# Exercise requirements:
Determine how many lines of the entries that follow contain "DashboardState", and respond with that number alone.

------------------------------

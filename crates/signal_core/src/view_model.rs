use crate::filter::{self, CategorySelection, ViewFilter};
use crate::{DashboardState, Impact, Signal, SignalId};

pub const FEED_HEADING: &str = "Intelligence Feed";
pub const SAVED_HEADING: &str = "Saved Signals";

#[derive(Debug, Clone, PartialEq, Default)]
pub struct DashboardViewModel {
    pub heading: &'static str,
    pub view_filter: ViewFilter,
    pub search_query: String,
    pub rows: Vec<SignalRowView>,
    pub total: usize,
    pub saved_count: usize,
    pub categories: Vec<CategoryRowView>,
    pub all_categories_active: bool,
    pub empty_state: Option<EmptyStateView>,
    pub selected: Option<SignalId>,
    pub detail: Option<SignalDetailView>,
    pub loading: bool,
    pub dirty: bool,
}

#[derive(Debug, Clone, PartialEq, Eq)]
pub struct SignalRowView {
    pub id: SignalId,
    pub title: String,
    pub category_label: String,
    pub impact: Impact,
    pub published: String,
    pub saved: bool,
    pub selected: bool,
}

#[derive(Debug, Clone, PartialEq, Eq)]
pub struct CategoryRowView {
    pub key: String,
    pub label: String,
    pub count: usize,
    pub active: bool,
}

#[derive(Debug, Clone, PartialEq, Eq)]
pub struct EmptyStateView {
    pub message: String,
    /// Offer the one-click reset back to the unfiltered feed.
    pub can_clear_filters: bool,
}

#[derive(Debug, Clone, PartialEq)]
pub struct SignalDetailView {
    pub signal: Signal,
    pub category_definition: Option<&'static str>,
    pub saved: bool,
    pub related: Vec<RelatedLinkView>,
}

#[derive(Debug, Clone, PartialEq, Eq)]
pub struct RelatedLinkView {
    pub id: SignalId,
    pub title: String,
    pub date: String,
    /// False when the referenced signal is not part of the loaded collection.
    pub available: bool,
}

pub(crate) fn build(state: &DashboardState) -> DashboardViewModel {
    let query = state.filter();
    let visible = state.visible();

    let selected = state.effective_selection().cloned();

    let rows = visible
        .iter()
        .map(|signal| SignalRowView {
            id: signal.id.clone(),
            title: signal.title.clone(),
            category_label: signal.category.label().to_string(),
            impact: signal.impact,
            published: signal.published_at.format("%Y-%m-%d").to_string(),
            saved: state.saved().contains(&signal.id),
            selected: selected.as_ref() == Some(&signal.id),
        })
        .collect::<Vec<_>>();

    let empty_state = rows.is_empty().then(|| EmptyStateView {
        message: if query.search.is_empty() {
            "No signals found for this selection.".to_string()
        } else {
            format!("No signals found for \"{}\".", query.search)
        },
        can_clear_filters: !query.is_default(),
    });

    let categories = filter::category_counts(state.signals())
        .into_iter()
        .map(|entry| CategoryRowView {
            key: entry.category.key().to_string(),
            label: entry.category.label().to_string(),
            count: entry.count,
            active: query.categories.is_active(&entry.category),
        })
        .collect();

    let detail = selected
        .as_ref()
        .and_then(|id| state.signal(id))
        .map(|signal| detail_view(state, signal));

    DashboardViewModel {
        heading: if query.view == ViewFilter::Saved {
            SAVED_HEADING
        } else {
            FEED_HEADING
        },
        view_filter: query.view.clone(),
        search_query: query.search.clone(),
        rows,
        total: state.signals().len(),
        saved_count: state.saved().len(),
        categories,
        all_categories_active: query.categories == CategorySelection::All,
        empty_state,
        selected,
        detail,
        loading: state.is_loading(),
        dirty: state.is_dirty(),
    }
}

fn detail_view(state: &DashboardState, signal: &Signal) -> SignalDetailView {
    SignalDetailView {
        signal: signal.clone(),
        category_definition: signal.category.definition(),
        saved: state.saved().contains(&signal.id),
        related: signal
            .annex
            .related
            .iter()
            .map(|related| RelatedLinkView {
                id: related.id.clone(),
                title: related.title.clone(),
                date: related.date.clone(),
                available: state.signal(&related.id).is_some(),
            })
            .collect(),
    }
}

------------------------------

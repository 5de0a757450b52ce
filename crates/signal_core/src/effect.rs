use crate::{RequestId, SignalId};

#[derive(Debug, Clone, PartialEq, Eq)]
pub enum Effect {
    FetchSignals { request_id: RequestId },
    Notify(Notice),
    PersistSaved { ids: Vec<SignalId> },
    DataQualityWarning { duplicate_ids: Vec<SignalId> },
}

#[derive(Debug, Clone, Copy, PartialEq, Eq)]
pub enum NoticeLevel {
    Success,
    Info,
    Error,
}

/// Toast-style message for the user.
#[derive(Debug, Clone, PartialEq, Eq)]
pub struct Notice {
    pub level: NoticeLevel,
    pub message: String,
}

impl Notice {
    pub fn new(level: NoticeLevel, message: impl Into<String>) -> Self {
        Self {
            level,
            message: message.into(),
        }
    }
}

------------------------------

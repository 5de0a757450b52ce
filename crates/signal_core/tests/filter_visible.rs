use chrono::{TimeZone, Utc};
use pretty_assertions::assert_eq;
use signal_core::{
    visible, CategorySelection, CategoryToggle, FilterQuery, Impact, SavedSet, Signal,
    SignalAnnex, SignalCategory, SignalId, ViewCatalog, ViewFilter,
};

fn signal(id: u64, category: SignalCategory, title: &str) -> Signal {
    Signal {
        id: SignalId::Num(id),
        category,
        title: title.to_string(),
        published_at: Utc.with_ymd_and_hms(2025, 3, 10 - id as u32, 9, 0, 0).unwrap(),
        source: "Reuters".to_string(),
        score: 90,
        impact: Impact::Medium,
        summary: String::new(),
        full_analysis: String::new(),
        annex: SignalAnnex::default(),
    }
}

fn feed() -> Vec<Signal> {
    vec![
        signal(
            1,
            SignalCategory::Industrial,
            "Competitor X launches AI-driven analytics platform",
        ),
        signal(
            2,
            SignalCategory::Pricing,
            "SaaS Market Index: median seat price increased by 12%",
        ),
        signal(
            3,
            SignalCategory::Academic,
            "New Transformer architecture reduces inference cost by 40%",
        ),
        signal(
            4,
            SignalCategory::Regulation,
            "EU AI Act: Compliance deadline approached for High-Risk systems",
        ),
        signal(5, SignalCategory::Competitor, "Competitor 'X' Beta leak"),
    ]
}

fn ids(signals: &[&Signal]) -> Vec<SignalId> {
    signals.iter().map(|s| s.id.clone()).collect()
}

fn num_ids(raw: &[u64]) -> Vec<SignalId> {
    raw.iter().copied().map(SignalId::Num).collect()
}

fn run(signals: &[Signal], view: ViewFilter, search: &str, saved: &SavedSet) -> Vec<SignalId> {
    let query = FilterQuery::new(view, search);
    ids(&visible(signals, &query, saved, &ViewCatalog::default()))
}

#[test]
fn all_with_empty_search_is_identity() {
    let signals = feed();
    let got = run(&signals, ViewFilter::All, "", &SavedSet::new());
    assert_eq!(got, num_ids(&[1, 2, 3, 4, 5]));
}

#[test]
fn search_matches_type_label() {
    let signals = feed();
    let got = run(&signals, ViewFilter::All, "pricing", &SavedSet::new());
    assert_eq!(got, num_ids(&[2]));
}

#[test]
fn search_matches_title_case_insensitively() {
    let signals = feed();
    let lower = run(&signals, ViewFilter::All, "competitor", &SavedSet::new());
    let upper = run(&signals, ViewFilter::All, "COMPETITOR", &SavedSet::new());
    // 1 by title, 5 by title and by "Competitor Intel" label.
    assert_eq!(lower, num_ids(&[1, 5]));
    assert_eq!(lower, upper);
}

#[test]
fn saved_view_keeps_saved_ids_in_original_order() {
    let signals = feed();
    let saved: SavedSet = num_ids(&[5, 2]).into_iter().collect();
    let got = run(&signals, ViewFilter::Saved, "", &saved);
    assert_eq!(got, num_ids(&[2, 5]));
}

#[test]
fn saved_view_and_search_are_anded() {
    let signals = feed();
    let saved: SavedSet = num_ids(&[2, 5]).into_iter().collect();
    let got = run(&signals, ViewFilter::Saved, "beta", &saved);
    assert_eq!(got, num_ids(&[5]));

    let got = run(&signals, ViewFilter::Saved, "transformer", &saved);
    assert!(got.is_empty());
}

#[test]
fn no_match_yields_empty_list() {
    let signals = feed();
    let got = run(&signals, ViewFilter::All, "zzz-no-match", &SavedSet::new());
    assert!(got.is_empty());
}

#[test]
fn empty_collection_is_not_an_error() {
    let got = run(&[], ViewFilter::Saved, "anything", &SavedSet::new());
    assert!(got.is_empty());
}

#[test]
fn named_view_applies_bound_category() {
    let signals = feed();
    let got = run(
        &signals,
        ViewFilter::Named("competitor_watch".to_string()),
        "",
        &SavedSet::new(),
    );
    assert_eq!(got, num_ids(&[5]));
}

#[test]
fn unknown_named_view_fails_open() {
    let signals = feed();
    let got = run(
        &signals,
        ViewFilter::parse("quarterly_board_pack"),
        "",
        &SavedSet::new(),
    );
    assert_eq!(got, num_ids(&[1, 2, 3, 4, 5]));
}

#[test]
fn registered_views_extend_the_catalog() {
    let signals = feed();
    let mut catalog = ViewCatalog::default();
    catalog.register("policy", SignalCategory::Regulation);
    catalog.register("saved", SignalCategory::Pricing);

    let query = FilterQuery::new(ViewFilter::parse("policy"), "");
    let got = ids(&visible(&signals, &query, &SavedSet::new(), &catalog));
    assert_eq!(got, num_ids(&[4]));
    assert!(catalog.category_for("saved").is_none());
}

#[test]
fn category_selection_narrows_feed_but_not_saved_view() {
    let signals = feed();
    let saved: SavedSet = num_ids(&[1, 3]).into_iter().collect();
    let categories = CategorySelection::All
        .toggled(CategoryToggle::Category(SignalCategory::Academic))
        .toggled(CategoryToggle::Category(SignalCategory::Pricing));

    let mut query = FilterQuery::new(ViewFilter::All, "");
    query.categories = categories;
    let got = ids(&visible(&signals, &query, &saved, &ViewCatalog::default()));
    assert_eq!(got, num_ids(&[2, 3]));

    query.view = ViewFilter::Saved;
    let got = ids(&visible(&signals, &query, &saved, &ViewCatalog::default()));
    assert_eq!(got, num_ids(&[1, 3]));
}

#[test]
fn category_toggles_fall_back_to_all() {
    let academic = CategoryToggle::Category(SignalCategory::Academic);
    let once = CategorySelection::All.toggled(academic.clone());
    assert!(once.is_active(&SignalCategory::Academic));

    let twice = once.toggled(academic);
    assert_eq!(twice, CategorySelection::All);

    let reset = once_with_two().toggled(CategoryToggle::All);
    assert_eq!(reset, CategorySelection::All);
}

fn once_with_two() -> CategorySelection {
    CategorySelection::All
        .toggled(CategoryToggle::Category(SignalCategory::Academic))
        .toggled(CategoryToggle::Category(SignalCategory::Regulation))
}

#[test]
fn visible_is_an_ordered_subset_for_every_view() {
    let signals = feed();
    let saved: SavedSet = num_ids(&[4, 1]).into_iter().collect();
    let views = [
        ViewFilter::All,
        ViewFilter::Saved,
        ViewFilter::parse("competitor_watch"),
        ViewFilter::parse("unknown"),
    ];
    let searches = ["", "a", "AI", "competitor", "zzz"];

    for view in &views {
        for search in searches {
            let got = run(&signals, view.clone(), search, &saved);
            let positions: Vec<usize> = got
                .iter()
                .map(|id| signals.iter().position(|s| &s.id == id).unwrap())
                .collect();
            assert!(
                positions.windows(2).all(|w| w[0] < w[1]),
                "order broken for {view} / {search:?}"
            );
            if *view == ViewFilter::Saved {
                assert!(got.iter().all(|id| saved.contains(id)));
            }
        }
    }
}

------------------------------

# Response:
3